Source data section start

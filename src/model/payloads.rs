//! Create and update payloads accepted by the API.

use super::rows::{Gender, PaymentMethod, Role};
use chrono::{DateTime, NaiveDate, Utc};
use serde::{Deserialize, Serialize};
use uuid::Uuid;

#[derive(Clone, Debug, Deserialize)]
pub struct NewPatient {
    pub first_name: String,
    pub last_name: String,
    pub age: i32,
    pub gender: Gender,
    pub phone: String,
    #[serde(default)]
    pub email: Option<String>,
    pub address: String,
    pub emergency_contact_name: String,
    pub emergency_contact_phone: String,
    #[serde(default)]
    pub medical_history: Option<String>,
    #[serde(default)]
    pub allergies: Option<String>,
    #[serde(default)]
    pub current_medications: Option<String>,
    #[serde(default)]
    pub blood_group: Option<String>,
    #[serde(default)]
    pub notes: Option<String>,
    pub created_by: Uuid,
}

/// Partial patient update; only the present fields change.
#[derive(Clone, Debug, Default, Deserialize)]
pub struct UpdatePatient {
    #[serde(default)]
    pub first_name: Option<String>,
    #[serde(default)]
    pub last_name: Option<String>,
    #[serde(default)]
    pub age: Option<i32>,
    #[serde(default)]
    pub phone: Option<String>,
    #[serde(default)]
    pub email: Option<String>,
    #[serde(default)]
    pub address: Option<String>,
    #[serde(default)]
    pub emergency_contact_name: Option<String>,
    #[serde(default)]
    pub emergency_contact_phone: Option<String>,
    #[serde(default)]
    pub medical_history: Option<String>,
    #[serde(default)]
    pub allergies: Option<String>,
    #[serde(default)]
    pub current_medications: Option<String>,
    #[serde(default)]
    pub blood_group: Option<String>,
    #[serde(default)]
    pub notes: Option<String>,
}

impl UpdatePatient {
    pub fn is_empty(&self) -> bool {
        self.first_name.is_none()
            && self.last_name.is_none()
            && self.age.is_none()
            && self.phone.is_none()
            && self.email.is_none()
            && self.address.is_none()
            && self.emergency_contact_name.is_none()
            && self.emergency_contact_phone.is_none()
            && self.medical_history.is_none()
            && self.allergies.is_none()
            && self.current_medications.is_none()
            && self.blood_group.is_none()
            && self.notes.is_none()
    }
}

#[derive(Clone, Debug, Deserialize)]
pub struct NewAppointment {
    pub patient_id: Uuid,
    pub doctor_id: Uuid,
    pub department_id: Uuid,
    pub scheduled_at: DateTime<Utc>,
    #[serde(default)]
    pub duration_minutes: Option<i32>,
    pub reason: String,
    #[serde(default)]
    pub appointment_type: Option<String>,
    #[serde(default)]
    pub notes: Option<String>,
}

/// Partial appointment update for clinical fields; status moves go through
/// the dedicated transition endpoint.
#[derive(Clone, Debug, Default, Deserialize)]
pub struct UpdateAppointment {
    #[serde(default)]
    pub scheduled_at: Option<DateTime<Utc>>,
    #[serde(default)]
    pub duration_minutes: Option<i32>,
    #[serde(default)]
    pub reason: Option<String>,
    #[serde(default)]
    pub diagnosis: Option<String>,
    #[serde(default)]
    pub prescription: Option<String>,
    #[serde(default)]
    pub follow_up_date: Option<NaiveDate>,
    #[serde(default)]
    pub notes: Option<String>,
}

impl UpdateAppointment {
    pub fn is_empty(&self) -> bool {
        self.scheduled_at.is_none()
            && self.duration_minutes.is_none()
            && self.reason.is_none()
            && self.diagnosis.is_none()
            && self.prescription.is_none()
            && self.follow_up_date.is_none()
            && self.notes.is_none()
    }
}

/// One billable line. `unit_price` is paise.
#[derive(Clone, Debug, Serialize, Deserialize)]
pub struct BillItem {
    pub description: String,
    pub quantity: i64,
    pub unit_price: i64,
}

#[derive(Clone, Debug, Deserialize)]
pub struct NewBill {
    pub patient_id: Uuid,
    pub appointment_id: Uuid,
    pub items: Vec<BillItem>,
    pub consultation_fee: i64,
    #[serde(default)]
    pub discount: Option<i64>,
    /// Inter-state supplies attract IGST instead of the CGST/SGST split.
    #[serde(default)]
    pub inter_state: bool,
    #[serde(default)]
    pub notes: Option<String>,
    pub created_by: Uuid,
}

#[derive(Clone, Debug, Deserialize)]
pub struct RecordPayment {
    /// Paise.
    pub amount: i64,
    pub payment_method: PaymentMethod,
    #[serde(default)]
    pub payment_reference: Option<String>,
}

#[derive(Clone, Debug, Deserialize)]
pub struct NewDepartment {
    pub name: String,
    #[serde(default)]
    pub description: Option<String>,
    #[serde(default)]
    pub head_doctor_id: Option<Uuid>,
}

#[derive(Clone, Debug, Default, Deserialize)]
pub struct UpdateDepartment {
    #[serde(default)]
    pub name: Option<String>,
    #[serde(default)]
    pub description: Option<String>,
    #[serde(default)]
    pub head_doctor_id: Option<Uuid>,
    #[serde(default)]
    pub is_active: Option<bool>,
}

impl UpdateDepartment {
    pub fn is_empty(&self) -> bool {
        self.name.is_none()
            && self.description.is_none()
            && self.head_doctor_id.is_none()
            && self.is_active.is_none()
    }
}

#[derive(Clone, Debug, Deserialize)]
pub struct NewUser {
    pub email: String,
    pub first_name: String,
    pub last_name: String,
    pub role: Role,
}
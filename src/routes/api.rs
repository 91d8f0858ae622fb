//! Entity and dashboard routes. Static segments (`today`, `doctors`) are
//! registered alongside the `:id` routes; the router prefers the static
//! match.

use crate::handlers::{appointments, billing, dashboard, departments, patients, users};
use crate::state::AppState;
use axum::{
    routing::{get, post},
    Router,
};
use tower_http::limit::RequestBodyLimitLayer;

const MAX_BODY_BYTES: usize = 1024 * 1024;

pub fn api_routes(state: AppState) -> Router {
    Router::new()
        .route("/patients", get(patients::list).post(patients::create))
        .route(
            "/patients/:id",
            get(patients::read).patch(patients::update),
        )
        .route("/patients/:id/full", get(patients::read_full))
        .route("/patients/:id/archive", post(patients::archive))
        .route(
            "/appointments",
            get(appointments::list).post(appointments::create),
        )
        .route("/appointments/today", get(appointments::today))
        .route(
            "/appointments/:id",
            get(appointments::read).patch(appointments::update),
        )
        .route("/appointments/:id/full", get(appointments::read_full))
        .route("/appointments/:id/status", post(appointments::transition))
        .route("/bills", get(billing::list).post(billing::create))
        .route("/bills/:id", get(billing::read))
        .route("/bills/:id/full", get(billing::read_full))
        .route("/bills/:id/payments", post(billing::record_payment))
        .route(
            "/departments",
            get(departments::list).post(departments::create),
        )
        .route(
            "/departments/:id",
            get(departments::read).patch(departments::update),
        )
        .route("/users", get(users::list).post(users::create))
        .route("/users/doctors", get(users::doctors))
        .route("/users/:id", get(users::read))
        .route("/dashboard/stats", get(dashboard::stats))
        .route("/dashboard/charts", get(dashboard::charts))
        .layer(RequestBodyLimitLayer::new(MAX_BODY_BYTES))
        .with_state(state)
}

Source data section end

_Exercise instructions_:
Which lines in the records above include the word "departments"? Copy them out.

_Task result_:
use crate::handlers::{appointments, billing, dashboard, departments, patients, users};
            "/departments",
            get(departments::list).post(departments::create),
            "/departments/:id",
            get(departments::read).patch(departments::update),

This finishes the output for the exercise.